Voilà exactement ce qu'il me fallait.
--C'est vingt-cinq centimes, me dit la femme du kiosque en me tendant l'enveloppe qui contenait l'adresse du numéro 12.
J'écrivis, dans un bureau de poste, une lettre soignée, digne et toutefois persuasive, une lettre péremptoire, convaincante. Les mots personne instruite me troublaient assez; mais, enfin, j'ai mon brevet. Je pris, dans mon portefeuille, l'unique photographie que je possédais, une épreuve déjà ancienne, sur laquelle je suis représenté avec des cheveux bouclés, une moustache à peine dessinée et cet air particulièrement mélancolique et timide qui fut le mien entre vingt et vingt-cinq ans. Une photo? Pourquoi cette demande de photo? Y a-t-il donc des gens si maniaques?
La lettre partie, je me sentis réconforté, content. J'entrevis un succès, une de ces rencontres heureuses qui changent la destinée d'un homme.
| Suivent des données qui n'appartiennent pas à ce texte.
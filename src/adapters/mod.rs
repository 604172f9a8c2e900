//! Adapters: platform services the indicator core consumes.
//!
//! | Adapter | Provides          | Connects to                      |
//! |---------|-------------------|----------------------------------|
//! | `delay` | `DelayNs`         | FreeRTOS / OS thread sleep       |
//! | `state` | state providers   | firmware battery / BLE / keymap  |
//! | `time`  | monotonic clock   | `esp_timer` / `std::time::Instant` |

pub mod delay;
pub mod state;
pub mod time;
//! Event listeners: keyboard events in, blink requests out.
//!
//! Battery and connectivity events are dispatched immediately: one event,
//! one enqueue attempt. Layer events go through a [`Debouncer`] so that a
//! burst of layer toggles produces a single indication, read from the
//! layer provider when the burst settles rather than when it started.
//!
//! Layer events are ignored until start-up has finished its own
//! indication ([`Listeners::mark_initialized`]), so boot-time layer
//! activity cannot interleave with the battery/connectivity blinks.

use std::io;
use std::sync::Arc;
use std::sync::atomic::{AtomicBool, Ordering};

use log::{debug, warn};

use crate::debounce::Debouncer;
use crate::error::Result;
use crate::events::IndicatorEvent;

use super::dispatch::Dispatcher;
use super::ports::{BatteryGauge, ConnectivityProvider, LayerProvider};

/// State providers shared with the firmware.
#[derive(Clone)]
pub struct Providers {
    pub battery: Arc<dyn BatteryGauge + Send + Sync>,
    pub connectivity: Arc<dyn ConnectivityProvider + Send + Sync>,
    pub layers: Arc<dyn LayerProvider + Send + Sync>,
}

pub struct Listeners {
    dispatcher: Dispatcher,
    providers: Providers,
    initialized: AtomicBool,
    layer_debounce: Option<Debouncer>,
}

impl Listeners {
    /// Bind `dispatcher` to `providers`. Starts the layer debounce thread
    /// when layer blinks are enabled for this node.
    pub fn new(dispatcher: Dispatcher, providers: Providers) -> io::Result<Self> {
        let config = dispatcher.config();
        let layer_debounce = if config.layer_change_enabled() {
            let window = config.layer_debounce_ms;
            let on_expire = {
                let dispatcher = dispatcher.clone();
                let layers = Arc::clone(&providers.layers);
                move || {
                    // Result already logged by the queue on drop.
                    let _ = dispatcher.indicate_layer(layers.highest_active_layer());
                }
            };
            Some(Debouncer::spawn("led-layer\0", window, on_expire)?)
        } else {
            None
        };

        Ok(Self {
            dispatcher,
            providers,
            initialized: AtomicBool::new(false),
            layer_debounce,
        })
    }

    pub fn dispatcher(&self) -> &Dispatcher {
        &self.dispatcher
    }

    /// Let layer events through from now on.
    pub fn mark_initialized(&self) {
        self.initialized.store(true, Ordering::Release);
    }

    pub fn is_initialized(&self) -> bool {
        self.initialized.load(Ordering::Acquire)
    }

    /// Whether a debounced layer indication is waiting for its window.
    pub fn layer_pending(&self) -> bool {
        self.layer_debounce.as_ref().is_some_and(Debouncer::is_pending)
    }

    /// Entry point for the firmware's event bus.
    pub fn on_event(&self, event: IndicatorEvent) {
        debug!("event: {}", event);
        let res = match event {
            IndicatorEvent::BatteryChanged => self.on_battery_changed(),
            IndicatorEvent::ConnectivityChanged => self.on_connectivity_changed(),
            IndicatorEvent::LayerChanged { active } => {
                self.on_layer_changed(active);
                Ok(())
            }
        };
        if let Err(e) = res {
            debug!("{} not indicated: {}", event, e);
        }
    }

    pub fn on_battery_changed(&self) -> Result<()> {
        if !self.dispatcher.config().battery_show_self {
            return Ok(());
        }
        self.indicate_battery()
    }

    pub fn on_connectivity_changed(&self) -> Result<()> {
        self.indicate_connectivity()
    }

    pub fn on_layer_changed(&self, active: bool) {
        if !self.is_initialized() {
            return;
        }

        if self.dispatcher.config().layer_colors_enabled() {
            let highest = self.providers.layers.highest_active_layer();
            if let Err(e) = self.dispatcher.update_layer_color(highest) {
                warn!("layer colour not updated: {}", e);
            }
        }

        if !active {
            return;
        }
        if let Some(debounce) = &self.layer_debounce {
            debounce.reschedule();
        }
    }

    // ── Immediate indications (used by start-up) ──────────────

    pub fn indicate_battery(&self) -> Result<()> {
        let level = self.providers.battery.state_of_charge();
        self.dispatcher.indicate_battery(level)
    }

    pub fn indicate_connectivity(&self) -> Result<()> {
        let conn = &self.providers.connectivity;
        self.dispatcher
            .indicate_connectivity(conn.transport(), conn.link_state())
    }

    pub fn update_layer_color(&self) -> Result<()> {
        let highest = self.providers.layers.highest_active_layer();
        self.dispatcher.update_layer_color(highest)
    }
}
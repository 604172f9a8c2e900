//! Monotonic clock.
//!
//! - **`target_os = "espidf"`**: wraps `esp_timer_get_time()` from the
//!   ESP-IDF high-resolution timer (microsecond precision, monotonic).
//! - **`not(target_os = "espidf")`**: uses `std::time::Instant` for
//!   host-side testing and simulation.

/// Milliseconds since the clock was created (host) or since boot (ESP-IDF).
pub struct MonotonicClock {
    #[cfg(not(target_os = "espidf"))]
    start: std::time::Instant,
}

impl Default for MonotonicClock {
    fn default() -> Self {
        Self::new()
    }
}

impl MonotonicClock {
    pub fn new() -> Self {
        Self {
            #[cfg(not(target_os = "espidf"))]
            start: std::time::Instant::now(),
        }
    }

    /// Microseconds (monotonic, wraps at `u64::MAX`).
    #[cfg(target_os = "espidf")]
    pub fn uptime_us(&self) -> u64 {
        (unsafe { esp_idf_svc::sys::esp_timer_get_time() }) as u64
    }

    /// Microseconds (monotonic, wraps at `u64::MAX`).
    #[cfg(not(target_os = "espidf"))]
    pub fn uptime_us(&self) -> u64 {
        self.start.elapsed().as_micros() as u64
    }

    pub fn uptime_ms(&self) -> u64 {
        self.uptime_us() / 1000
    }
}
A compter de cet instant, j'eus un avenir. L'avenir? N'est-ce pas une pensée que l'on pense soudain et qui suffit à changer le goût du monde?
Je vous l'ai dit, le temps était fort humide; je passai donc le reste de ma journée à la bibliothèque Sainte-Geneviève, dans mon coin favori: au bout d'une des tables, au fond, à gauche.
Là, je suis bien. Il tombe des hautes fenêtres une clarté sereine et spirituelle qui chante sur les pages imprimées ainsi qu'un archet sur une corde. Là, tout est juste et tempéré, comme dans le cerveau d'un sage. L'encens de la pierre et des livres pénètre l'âme et la purifie.
Je passai donc à la bibliothèque toute cette journée. J'y retournai le lendemain. J'attendais. A quoi bon multiplier les tentatives, n'est-ce pas? alors qu'une seule bonne démarche, adroitement conduite...
Comme je revenais à la maison, le soir du second jour, la concierge me remit une lettre. Une réponse, déjà! Je me hâtai de monter jusqu'au second étage, où le papillon de gaz palpite dans le courant d'air.
e m'étais assis sur une marche au rebord limé, mangé par plusieurs générations de locataires et j'allais déchirer l'enveloppe. Soudain, ma précipitation me dégoûta. Je m'imposai, je réussis à m'imposer de ne lire cette lettre que dans ma chambre, plus tard, quand je serais bien calme. Mes mains tremblaient. On n'ouvre pas la porte de son nouveau destin avec des mains qui tremblent.
Je montai donc assez posément les deux derniers étages. Ma mère et Marguerite travaillaient dans la salle à manger. Je pris le temps de leur dire bonsoir, de quitter mon pardessus, d'allumer une lampe et de passer dans ma chambre. Je fermai la porte et posai la lettre sur la table. Le moment était venu d'ouvrir cette lettre, de savoir. Non! Pas encore! Je me déchaussai, car jamais je ne reste chaussé quand je suis chez moi, dans mon trou, dans mon terrier. Je pris mes vieilles savates, puis je fis une cigarette. De temps en temps, je jetais un coup d'oeil oblique à cette lettre qui gisait là, comme une chose de peu d'importance, et qui contenait tout simplement l'avenir, mon avenir. J'attendais encore. A constater que je pouvais attendre, il me venait un peu d'orgueil; je commençais à être fier de moi; je commençais à prendre, de mon caractère, une idée avantageuse.